The front sight consists of an adjustable knife-blade, not greatly different from, although slightly smaller than, that of the Springfield, keyed into a front-sight stud. The sight is protected by a heavy wing on either side, forming a “U,” with the blade in the center.
The rear sight is a receiver sight. On the Enfield of 1914 it was graduated to 1,600 yards at 100-yard intervals. It is provided with an excellent battle-sight peep close to the eye, for use when the leaf sight is prone. The slide on the leaf is equipped with a second aperture sight.
On the Enfield of 1914 is mounted an auxiliary sight for shooting at distances greater than the 1,600 yards provided on the rear leaf, and up to 2,600 yards. This sight consists of a third aperture to the left and rear of the receiver and is used independently of the blade front sight, a rather novel front sight being provided for this auxiliary rear sight just back of the forward sling swivel. This front sight consists of a bar with a button on the forward end and an indicator on the rear end. The indicator works upon a graduated scale of elevation, running from 1,600 yards to 2,600 yards. In adjusting the auxiliary sight, the indicator is moved to the desired elevation, and the sight taken upon the button through the rear aperture. This sight, however, is not regarded as being either practical or necessary and will be omitted from the United States Enfield.
As in the rear sight of the Enfield of 1914, the rear sight on the United States Enfield will not be provided to compensate for windage.
Bolt, Chamber and Magazine The bolt on the United States Enfield will be the same as that of the Enfield of 1914, with a modification of the ejector to handle rimless cartridges. The statement has been made that the Enfield bolt is not as strong as that of the Springfield. As a matter of fact, many experts regard the Enfield bolt as being stronger, since it has practically the same dimensions as the Springfield, has two safety lugs, and is made of nickel steel. Both the Springfield and the Enfield are modified Mausers, but in the United States Enfield the bolt action will be slightly different from that of the Springfield.
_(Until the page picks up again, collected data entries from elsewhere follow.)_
//! Seeded hash-function families for MinHash signatures.
//!
//! A family is generated once from `(signature_length, seed)` and is
//! immutable afterwards. Signatures are only comparable when they were
//! produced with the same family, so callers build one family per run and
//! share it by reference (it is `Send + Sync`).

use rand::rngs::StdRng;
use rand::{Rng, SeedableRng};

use crate::config::ConfigError;

/// Universal hash family `h_i(x) = ((a_i * x + b_i) >> 32) mod 2^32`.
///
/// `a_i` is drawn uniformly from `[1, 2^64)` and `b_i` from `[0, 2^32)`.
#[derive(Debug, Clone, PartialEq, Eq)]
pub struct CoefficientFamily {
    a: Vec<u64>,
    b: Vec<u32>,
    seed: u64,
}

impl CoefficientFamily {
    /// Generate `signature_length` coefficient pairs from `seed`.
    ///
    /// Identical inputs always yield identical coefficients.
    pub fn generate(signature_length: usize, seed: u64) -> Result<Self, ConfigError> {
        if signature_length == 0 {
            return Err(ConfigError::ZeroSignatureLength);
        }

        let mut rng = StdRng::seed_from_u64(seed);
        let mut a = Vec::with_capacity(signature_length);
        let mut b = Vec::with_capacity(signature_length);
        // Pairs are drawn interleaved so a prefix of a longer family equals
        // the shorter family for the same seed.
        for _ in 0..signature_length {
            a.push(rng.random_range(1..=u64::MAX));
            b.push(rng.random::<u32>());
        }

        Ok(Self { a, b, seed })
    }

    /// Number of hash functions in the family.
    pub fn len(&self) -> usize {
        self.a.len()
    }

    /// Always `false` for a generated family.
    pub fn is_empty(&self) -> bool {
        self.a.is_empty()
    }

    /// Seed the family was generated from.
    pub fn seed(&self) -> u64 {
        self.seed
    }

    /// Coefficient pair `(a_i, b_i)`.
    pub fn coefficients(&self, index: usize) -> Option<(u64, u32)> {
        Some((*self.a.get(index)?, *self.b.get(index)?))
    }

    /// Evaluate hash function `index` on `x`.
    ///
    /// # Panics
    /// Panics if `index >= self.len()`.
    #[inline]
    pub fn hash(&self, index: usize, x: u64) -> u32 {
        universal_hash(self.a[index], self.b[index], x)
    }

    /// Iterate all coefficient pairs in hash-function order.
    pub fn iter(&self) -> impl Iterator<Item = (u64, u32)> + '_ {
        self.a.iter().copied().zip(self.b.iter().copied())
    }
}

#[inline]
pub(crate) fn universal_hash(a: u64, b: u32, x: u64) -> u32 {
    (a.wrapping_mul(x).wrapping_add(u64::from(b)) >> 32) as u32
}

/// XOR hash family `h_i(x) = fold32(x) ^ m_i`.
///
/// The masks come from their own seeded stream, so switching variants never
/// perturbs the universal family for the same seed.
#[derive(Debug, Clone, PartialEq, Eq)]
pub struct XorFamily {
    masks: Vec<u32>,
    seed: u64,
}

impl XorFamily {
    /// Generate `signature_length` random masks from `seed`.
    pub fn generate(signature_length: usize, seed: u64) -> Result<Self, ConfigError> {
        if signature_length == 0 {
            return Err(ConfigError::ZeroSignatureLength);
        }

        let mut rng = StdRng::seed_from_u64(splitmix64(seed));
        let masks = (0..signature_length).map(|_| rng.random::<u32>()).collect();
        Ok(Self { masks, seed })
    }

    pub fn len(&self) -> usize {
        self.masks.len()
    }

    pub fn is_empty(&self) -> bool {
        self.masks.is_empty()
    }

    pub fn seed(&self) -> u64 {
        self.seed
    }

    /// Evaluate mask `index` on `x`.
    ///
    /// # Panics
    /// Panics if `index >= self.len()`.
    #[inline]
    pub fn hash(&self, index: usize, x: u64) -> u32 {
        fold32(x) ^ self.masks[index]
    }
}

/// Folds a 64-bit hash into 32 bits without discarding the high half.
#[inline]
pub(crate) fn fold32(x: u64) -> u32 {
    (x ^ (x >> 32)) as u32
}

/// SplitMix64 finalizer, used to derive independent sub-seeds.
#[inline]
pub(crate) fn splitmix64(mut x: u64) -> u64 {
    x = x.wrapping_add(0x9E37_79B9_7F4A_7C15);
    let mut z = x;
    z = (z ^ (z >> 30)).wrapping_mul(0xBF58_476D_1CE4_E5B9);
    z = (z ^ (z >> 27)).wrapping_mul(0x94D0_49BB_1331_11EB);
    z ^ (z >> 31)
}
In the Springfield the piece is cocked when the bolt is drawn back, the mainspring being entirely compressed by this action. In the United States Enfield, the compression of the mainspring is only begun when the bolt is drawn back; final compression results when the bolt is closing again and the cocking-piece engages with its sear.
The chamber of the United States Enfield will, of course, be bored for the .30 calibre service ammunition. In addition it will be reinforced so that there will be no possible danger from the greater pressure that the Springfield cartridge exerts. It is pointed out that the receiver, as designed for the Enfield of 1914, was only required to resist a pressure of 42,000 pounds, yet, in fact, is strong enough, being also made of nickel steel, to resist the pressure of the Springfield ammunition. To make assurance doubly sure, however, and to forestall any criticism on the part of those not willing to accept the high resistance of the original receiver as a fact, the reinforcement of receiver and barrel was ordered.
The magazine feed in the British Enfield in principle is not greatly different from the Springfield, and the magazine feed of the United States Enfield will follow that of the British arm, with a modified magazine follower to feed the rimless .30-calibre ammunition. The magazine, while provided with safety lock, has no cut-off.
Rifling The rifling in the United States Enfield will be quite different from that of the Springfield. In the Springfield there are four grooves, one turn in 10 inches, right hand. The United States Enfield will have an equal number of grooves and lands—five each. The rifling will be one turn in 10 inches, left hand. The diameter of the bore will, of course, be .30.